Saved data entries
· · · ·

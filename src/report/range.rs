use crate::error::{LedgerError, Result};
use crate::model::ReportRange;
use chrono::{DateTime, Datelike, Duration, NaiveDate, TimeZone};

/// Named report periods. Weeks start on Monday.
#[derive(Debug, Clone, Copy, PartialEq, Eq, clap::ValueEnum)]
pub enum Period {
    Today,
    Yesterday,
    ThisWeek,
    LastWeek,
    ThisMonth,
    LastMonth,
}

impl Period {
    pub fn range(self, today: NaiveDate) -> ReportRange {
        let monday = today - Duration::days(today.weekday().num_days_from_monday() as i64);
        let first_of_month = today.with_day(1).unwrap_or(today);

        match self {
            Period::Today => ReportRange::single(today),
            Period::Yesterday => ReportRange::single(today - Duration::days(1)),
            Period::ThisWeek => ReportRange { start: monday, end: today },
            Period::LastWeek => ReportRange {
                start: monday - Duration::days(7),
                end: monday - Duration::days(1),
            },
            Period::ThisMonth => ReportRange {
                start: first_of_month,
                end: today,
            },
            Period::LastMonth => {
                let end = first_of_month - Duration::days(1);
                ReportRange {
                    start: end.with_day(1).unwrap_or(end),
                    end,
                }
            }
        }
    }
}

/// Parse a report boundary: `YYYY-MM-DD`, RFC 3339 (taken as a date in `tz`), `today`,
/// `yesterday`, or `N days|weeks|months ago`.
pub fn parse_date<Tz: TimeZone>(input: &str, today: NaiveDate, tz: &Tz) -> Result<NaiveDate> {
    let trimmed = input.trim();

    if let Ok(date) = NaiveDate::parse_from_str(trimmed, "%Y-%m-%d") {
        return Ok(date);
    }

    if let Ok(dt) = DateTime::parse_from_rfc3339(trimmed) {
        return Ok(dt.with_timezone(tz).date_naive());
    }

    match trimmed.to_lowercase().as_str() {
        "today" => return Ok(today),
        "yesterday" => return Ok(today - Duration::days(1)),
        _ => {}
    }

    if let Some(days) = parse_days_ago(trimmed) {
        return Duration::try_days(days)
            .and_then(|offset| today.checked_sub_signed(offset))
            .ok_or_else(|| LedgerError::InvalidDate(format!("'{input}' is out of range")));
    }

    Err(LedgerError::InvalidDate(format!(
        "Cannot parse '{input}' (expected YYYY-MM-DD, RFC 3339, today, yesterday or 'N days ago')"
    )))
}

fn parse_days_ago(input: &str) -> Option<i64> {
    let input = input.trim().to_lowercase();

    for (suffix, factor) in [
        (" days ago", 1),
        (" day ago", 1),
        (" weeks ago", 7),
        (" week ago", 7),
        (" months ago", 30),
        (" month ago", 30),
    ] {
        if let Some(n) = input.strip_suffix(suffix) {
            if let Ok(n) = n.trim().parse::<u32>() {
                return i64::from(n).checked_mul(factor);
            }
        }
    }

    None
}

/// Turn the report command's range options into a range. `None` means no option was given.
pub fn resolve_range<Tz: TimeZone>(
    since: Option<&str>,
    until: Option<&str>,
    period: Option<Period>,
    today: NaiveDate,
    tz: &Tz,
) -> Result<Option<ReportRange>> {
    if let Some(period) = period {
        if since.is_some() || until.is_some() {
            return Err(LedgerError::InvalidRange(
                "a named period cannot be combined with --since/--until".into(),
            ));
        }
        return Ok(Some(period.range(today)));
    }

    match (since, until) {
        (None, None) => Ok(None),
        (None, Some(_)) => Err(LedgerError::InvalidRange("--until requires --since".into())),
        (Some(since), until) => {
            let start = parse_date(since, today, tz)?;
            let end = match until {
                Some(until) => parse_date(until, today, tz)?,
                None => today,
            };
            ReportRange::new(start, end).map(Some)
        }
    }
}

#[cfg(test)]
mod tests {
    use super::*;
    use chrono::{FixedOffset, Utc};

    fn date(y: i32, m: u32, d: u32) -> NaiveDate {
        NaiveDate::from_ymd_opt(y, m, d).unwrap()
    }

    // Thursday
    fn today() -> NaiveDate {
        date(2025, 1, 16)
    }

    #[test]
    fn named_periods() {
        assert_eq!(Period::Today.range(today()), ReportRange::single(today()));
        assert_eq!(Period::Yesterday.range(today()), ReportRange::single(date(2025, 1, 15)));
        assert_eq!(
            Period::ThisWeek.range(today()),
            ReportRange { start: date(2025, 1, 13), end: today() }
        );
        assert_eq!(
            Period::LastWeek.range(today()),
            ReportRange { start: date(2025, 1, 6), end: date(2025, 1, 12) }
        );
        assert_eq!(
            Period::ThisMonth.range(today()),
            ReportRange { start: date(2025, 1, 1), end: today() }
        );
        assert_eq!(
            Period::LastMonth.range(today()),
            ReportRange { start: date(2024, 12, 1), end: date(2024, 12, 31) }
        );
    }

    #[test]
    fn parses_supported_date_forms() {
        assert_eq!(parse_date("2025-01-02", today(), &Utc).unwrap(), date(2025, 1, 2));
        assert_eq!(parse_date("Yesterday", today(), &Utc).unwrap(), date(2025, 1, 15));
        assert_eq!(parse_date("3 days ago", today(), &Utc).unwrap(), date(2025, 1, 13));
        assert_eq!(parse_date("2 weeks ago", today(), &Utc).unwrap(), date(2025, 1, 2));
        assert_eq!(parse_date("1 month ago", today(), &Utc).unwrap(), date(2024, 12, 17));

        let tokyo = FixedOffset::east_opt(9 * 3600).unwrap();
        assert_eq!(
            parse_date("2025-01-15T20:00:00Z", today(), &tokyo).unwrap(),
            date(2025, 1, 16)
        );
    }

    #[test]
    fn rejects_garbage_dates() {
        assert!(matches!(
            parse_date("next tuesday", today(), &Utc),
            Err(LedgerError::InvalidDate(_))
        ));
        assert!(parse_date("2025-13-40", today(), &Utc).is_err());
        assert!(parse_date("-3 days ago", today(), &Utc).is_err());
    }

    #[test]
    fn oversized_relative_dates_are_rejected() {
        for input in [
            "200000000000000 days ago",
            "2000000000000000000 weeks ago",
            "4000000000 months ago",
            "4294967295 weeks ago",
        ] {
            assert!(
                matches!(parse_date(input, today(), &Utc), Err(LedgerError::InvalidDate(_))),
                "{input}"
            );
        }
    }

    #[test]
    fn resolve_range_combinations() {
        assert_eq!(resolve_range(None, None, None, today(), &Utc).unwrap(), None);
        assert_eq!(
            resolve_range(Some("2025-01-10"), None, None, today(), &Utc).unwrap(),
            Some(ReportRange { start: date(2025, 1, 10), end: today() })
        );
        assert_eq!(
            resolve_range(None, None, Some(Period::Yesterday), today(), &Utc).unwrap(),
            Some(ReportRange::single(date(2025, 1, 15)))
        );
        assert!(matches!(
            resolve_range(Some("2025-01-16"), Some("2025-01-15"), None, today(), &Utc),
            Err(LedgerError::InvalidRange(_))
        ));
        assert!(resolve_range(None, Some("2025-01-15"), None, today(), &Utc).is_err());
        assert!(resolve_range(Some("today"), None, Some(Period::Today), today(), &Utc).is_err());
    }
}
use anyhow::Result;
use clap::Parser;
use gledger::cli::Cli;
use tracing_subscriber::EnvFilter;

fn main() -> Result<()> {
    let cli = Cli::parse();

    let default_level = match cli.common.verbose {
        0 => "warn",
        1 => "info",
        _ => "debug",
    };
    let filter = EnvFilter::try_from_default_env()
        .unwrap_or_else(|_| EnvFilter::new(format!("gledger={default_level}")));
    tracing_subscriber::fmt()
        .with_env_filter(filter)
        .with_writer(std::io::stderr)
        .init();

    cli.execute()
}
#[cfg(test)]
mod tests {
    use super::*;
    use crate::error::LedgerError;
    use crate::model::{CommitInfo, FileChange};
    use crate::store::SqliteLedgerStore;
    use chrono::{Duration, TimeZone, Utc};
    use pretty_assertions::assert_eq;
    use std::collections::{HashMap, HashSet};
    use std::path::{Path, PathBuf};

    #[derive(Default)]
    struct FakeRepo {
        /// newest first
        commits: Vec<CommitInfo>,
        diffs: HashMap<String, Vec<FileChange>>,
        broken_diffs: HashSet<String>,
        broken_history: bool,
    }

    #[derive(Default)]
    struct FakeAdapter {
        repos: HashMap<PathBuf, FakeRepo>,
        history_calls: usize,
    }

    impl FakeAdapter {
        fn repo(&mut self, path: &str) -> &mut FakeRepo {
            self.repos.entry(PathBuf::from(path)).or_default()
        }
    }

    impl RepositoryAdapter for FakeAdapter {
        fn is_repository(&mut self, path: &Path) -> bool {
            self.repos.contains_key(path)
        }

        fn recent_commits(&mut self, path: &Path, max_count: usize) -> Result<Vec<CommitInfo>> {
            self.history_calls += 1;
            let repo = self
                .repos
                .get(path)
                .ok_or_else(|| LedgerError::NotARepository(path.to_path_buf()))?;
            if repo.broken_history {
                return Err(LedgerError::GitRepo("object database unavailable".into()));
            }
            Ok(repo.commits.iter().take(max_count).cloned().collect())
        }

        fn diff_summary(&mut self, path: &Path, _from: &str, to: &str) -> Result<Vec<FileChange>> {
            let repo = self
                .repos
                .get(path)
                .ok_or_else(|| LedgerError::NotARepository(path.to_path_buf()))?;
            if repo.broken_diffs.contains(to) {
                return Err(LedgerError::Parse(format!("bad revision {to}^")));
            }
            Ok(repo.diffs.get(to).cloned().unwrap_or_default())
        }
    }

    /// Builds a linear history; `n` is also the commit's minute offset so newer means larger.
    fn linear_history(prefix: &str, count: usize) -> Vec<CommitInfo> {
        let base = Utc.with_ymd_and_hms(2025, 1, 1, 0, 0, 0).unwrap();
        let mut commits: Vec<CommitInfo> = (0..count)
            .map(|n| CommitInfo {
                id: format!("{prefix}{n}"),
                author_name: "Ada".into(),
                author_email: "ada@example.com".into(),
                message: format!("change {n}"),
                timestamp: base + Duration::minutes(n as i64),
                parent_ids: if n == 0 { vec![] } else { vec![format!("{prefix}{}", n - 1)] },
            })
            .collect();
        commits.reverse();
        commits
    }

    fn push_commit(repo: &mut FakeRepo, id: &str, message: &str) {
        let parent = repo.commits.first().map(|c| c.id.clone());
        let timestamp = repo
            .commits
            .first()
            .map(|c| c.timestamp + Duration::minutes(1))
            .unwrap_or_else(|| Utc.with_ymd_and_hms(2025, 1, 1, 0, 0, 0).unwrap());
        repo.commits.insert(
            0,
            CommitInfo {
                id: id.into(),
                author_name: "Ada".into(),
                author_email: "ada@example.com".into(),
                message: message.into(),
                timestamp,
                parent_ids: parent.into_iter().collect(),
            },
        );
    }

    fn hashes(project: &ProjectRecord) -> Vec<&str> {
        project.commits.iter().map(|c| c.hash.as_str()).collect()
    }

    #[test]
    fn first_sync_ingests_history_newest_first() {
        let mut adapter = FakeAdapter::default();
        adapter.repo("/demo").commits = linear_history("c", 3);
        let project = ProjectRecord::new("demo", "/demo");

        let outcome = sync_project(&project, &mut adapter).unwrap();
        assert!(outcome.changed());
        assert_eq!(outcome.new_commits, 3);
        assert_eq!(hashes(&outcome.project), vec!["c2", "c1", "c0"]);
        assert_eq!(outcome.project.last_activity, outcome.project.commits[0].timestamp);
    }

    #[test]
    fn second_sync_without_upstream_changes_is_a_no_op() {
        let mut adapter = FakeAdapter::default();
        adapter.repo("/demo").commits = linear_history("c", 5);
        let first = sync_project(&ProjectRecord::new("demo", "/demo"), &mut adapter).unwrap();

        let second = sync_project(&first.project, &mut adapter).unwrap();
        assert!(!second.changed());
        assert_eq!(second.project, first.project);
        assert_eq!(
            serde_json::to_string(&second.project.commits).unwrap(),
            serde_json::to_string(&first.project.commits).unwrap()
        );
    }

    #[test]
    fn sync_stops_at_boundary_hash() {
        let mut adapter = FakeAdapter::default();
        adapter.repo("/demo").commits = linear_history("c", 2);
        let first = sync_project(&ProjectRecord::new("demo", "/demo"), &mut adapter).unwrap();

        push_commit(adapter.repo("/demo"), "n1", "add feature");
        push_commit(adapter.repo("/demo"), "n2", "fix feature");

        let second = sync_project(&first.project, &mut adapter).unwrap();
        assert_eq!(second.new_commits, 2);
        assert_eq!(hashes(&second.project), vec!["n2", "n1", "c1", "c0"]);
    }

    #[test]
    fn stored_commits_above_the_boundary_are_not_duplicated() {
        let mut adapter = FakeAdapter::default();
        adapter.repo("/demo").commits = linear_history("c", 3);
        let first = sync_project(&ProjectRecord::new("demo", "/demo"), &mut adapter).unwrap();

        // Clock skew: an older stored commit now sorts ahead of the boundary.
        push_commit(adapter.repo("/demo"), "n1", "add feature");
        let skewed = adapter.repo("/demo").commits.remove(2);
        assert_eq!(skewed.id, "c1");
        adapter.repo("/demo").commits.insert(0, skewed);

        let second = sync_project(&first.project, &mut adapter).unwrap();
        assert_eq!(second.new_commits, 1);
        assert_eq!(hashes(&second.project), vec!["n1", "c2", "c1", "c0"]);

        let unique: HashSet<&str> = hashes(&second.project).into_iter().collect();
        assert_eq!(unique.len(), second.project.commits.len());
    }

    #[test]
    fn pull_request_merges_are_filtered_but_branch_merges_kept() {
        let mut adapter = FakeAdapter::default();
        let repo = adapter.repo("/demo");
        push_commit(repo, "base", "initial import");
        push_commit(repo, "pr", "Merge pull request #12 from x/y");
        push_commit(repo, "branch", "Merge branch 'dev'");
        push_commit(repo, "shout", "MERGE PULL REQUEST #13 FROM x/z");

        let outcome = sync_project(&ProjectRecord::new("demo", "/demo"), &mut adapter).unwrap();
        assert_eq!(hashes(&outcome.project), vec!["branch", "base"]);
    }

    #[test]
    fn merge_heuristic_needs_both_markers() {
        assert!(is_merge_bot_commit("Merge pull request #1 from a/b"));
        assert!(is_merge_bot_commit("merge remote pull request"));
        assert!(!is_merge_bot_commit("Merge branch 'main'"));
        assert!(!is_merge_bot_commit("Revert merge pull request"));
        assert!(!is_merge_bot_commit("Merged pull request"));
    }

    #[test]
    fn ledger_is_capped_at_most_recent_commits() {
        let mut adapter = FakeAdapter::default();
        let mut project = ProjectRecord::new("demo", "/demo");
        project.commits = linear_history("old", 990)
            .into_iter()
            .map(|info| CommitRecord::from_info(info, vec![]))
            .collect();
        let expected_tail: Vec<String> = project.commits[..950].iter().map(|c| c.hash.clone()).collect();

        let mut fresh = linear_history("new", 50);
        for info in &mut fresh {
            info.timestamp += Duration::days(30);
        }
        adapter.repo("/demo").commits = fresh;

        let outcome = sync_project(&project, &mut adapter).unwrap();
        assert_eq!(outcome.new_commits, 50);
        assert_eq!(outcome.project.commits.len(), MAX_LEDGER_COMMITS);
        assert_eq!(outcome.project.commits[0].hash, "new49");
        assert_eq!(outcome.project.commits[49].hash, "new0");
        let tail: Vec<String> = outcome.project.commits[50..].iter().map(|c| c.hash.clone()).collect();
        assert_eq!(tail, expected_tail);
    }

    #[test]
    fn fetch_is_limited_to_lookback_window() {
        let mut adapter = FakeAdapter::default();
        adapter.repo("/demo").commits = linear_history("c", 60);

        let outcome = sync_project(&ProjectRecord::new("demo", "/demo"), &mut adapter).unwrap();
        assert_eq!(outcome.new_commits, LOOKBACK_WINDOW);
        assert_eq!(outcome.project.commits.last().map(|c| c.hash.as_str()), Some("c10"));
    }

    #[test]
    fn root_commit_and_failed_diffs_record_no_files() {
        let mut adapter = FakeAdapter::default();
        let repo = adapter.repo("/demo");
        repo.commits = linear_history("c", 3);
        repo.diffs.insert("c1".into(), vec![FileChange::new("a.txt", 3, 1)]);
        repo.diffs.insert("c0".into(), vec![FileChange::new("never.txt", 1, 0)]);
        repo.broken_diffs.insert("c2".into());

        let outcome = sync_project(&ProjectRecord::new("demo", "/demo"), &mut adapter).unwrap();
        let files: Vec<usize> = outcome.project.commits.iter().map(|c| c.files.len()).collect();
        assert_eq!(files, vec![0, 1, 0]);
        assert_eq!(outcome.project.commits[1].files[0], FileChange::new("a.txt", 3, 1));
    }

    #[test]
    fn history_failure_propagates_from_sync_project() {
        let mut adapter = FakeAdapter::default();
        adapter.repo("/demo").broken_history = true;
        assert!(sync_project(&ProjectRecord::new("demo", "/demo"), &mut adapter).is_err());
    }

    #[test]
    fn refresh_reingests_from_scratch() {
        let mut adapter = FakeAdapter::default();
        adapter.repo("/demo").commits = linear_history("c", 3);
        let mut project = ProjectRecord::new("demo", "/demo");
        project.commits = linear_history("stale", 2)
            .into_iter()
            .map(|info| CommitRecord::from_info(info, vec![]))
            .collect();

        let outcome = refresh_project(&project, &mut adapter).unwrap();
        assert_eq!(hashes(&outcome.project), vec!["c2", "c1", "c0"]);
        assert_eq!(outcome.new_commits, 3);
    }

    #[test]
    fn batch_isolates_failures_and_skips_non_repositories() {
        let mut store = SqliteLedgerStore::in_memory().unwrap();
        let mut adapter = FakeAdapter::default();

        adapter.repo("/good").commits = linear_history("g", 2);
        adapter.repo("/broken").broken_history = true;

        let mut broken = ProjectRecord::new("broken", "/broken");
        broken.commits = linear_history("b", 1)
            .into_iter()
            .map(|info| CommitRecord::from_info(info, vec![]))
            .collect();
        let broken = store_roundtrip(&mut store, broken);
        store.put(ProjectRecord::new("good", "/good")).unwrap();
        let gone = store_roundtrip(&mut store, ProjectRecord::new("gone", "/gone"));

        let mut seen = Vec::new();
        let results = sync_all(&mut store, &mut adapter, |r| seen.push(r.identifier.clone())).unwrap();

        let statuses: Vec<(&str, &SyncStatus)> =
            results.iter().map(|r| (r.identifier.as_str(), &r.status)).collect();
        assert_eq!(statuses[0].0, "broken");
        assert!(matches!(statuses[0].1, SyncStatus::Failed(_)));
        assert_eq!(statuses[1], ("gone", &SyncStatus::Skipped));
        assert_eq!(statuses[2], ("good", &SyncStatus::Updated { new_commits: 2 }));
        assert_eq!(seen, vec!["broken", "gone", "good"]);

        assert_eq!(store.get("broken").unwrap(), Some(broken));
        assert_eq!(store.get("gone").unwrap(), Some(gone));
        assert_eq!(store.get("good").unwrap().unwrap().commits.len(), 2);
    }

    #[test]
    fn unchanged_projects_are_not_rewritten() {
        let mut store = SqliteLedgerStore::in_memory().unwrap();
        let mut adapter = FakeAdapter::default();
        adapter.repo("/demo").commits = linear_history("c", 2);
        let project = ProjectRecord::new("demo", "/demo");
        store.put(project.clone()).unwrap();

        let first = sync_one(&mut store, &mut adapter, &project, SyncMode::Incremental);
        assert_eq!(first, SyncStatus::Updated { new_commits: 2 });
        let stored = store.get("demo").unwrap().unwrap();

        let second = sync_one(&mut store, &mut adapter, &stored, SyncMode::Incremental);
        assert_eq!(second, SyncStatus::Unchanged);
        assert_eq!(store.get("demo").unwrap().unwrap(), stored);
        assert_eq!(adapter.history_calls, 2);
    }

    fn store_roundtrip(store: &mut SqliteLedgerStore, project: ProjectRecord) -> ProjectRecord {
        let id = project.identifier.clone();
        store.put(project).unwrap();
        store.get(&id).unwrap().unwrap()
    }
}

· · · ·

> [Instructions for the task]:
In the records above, how many lines contain the string "cloned"? State that number only.

> [Answer space]:
2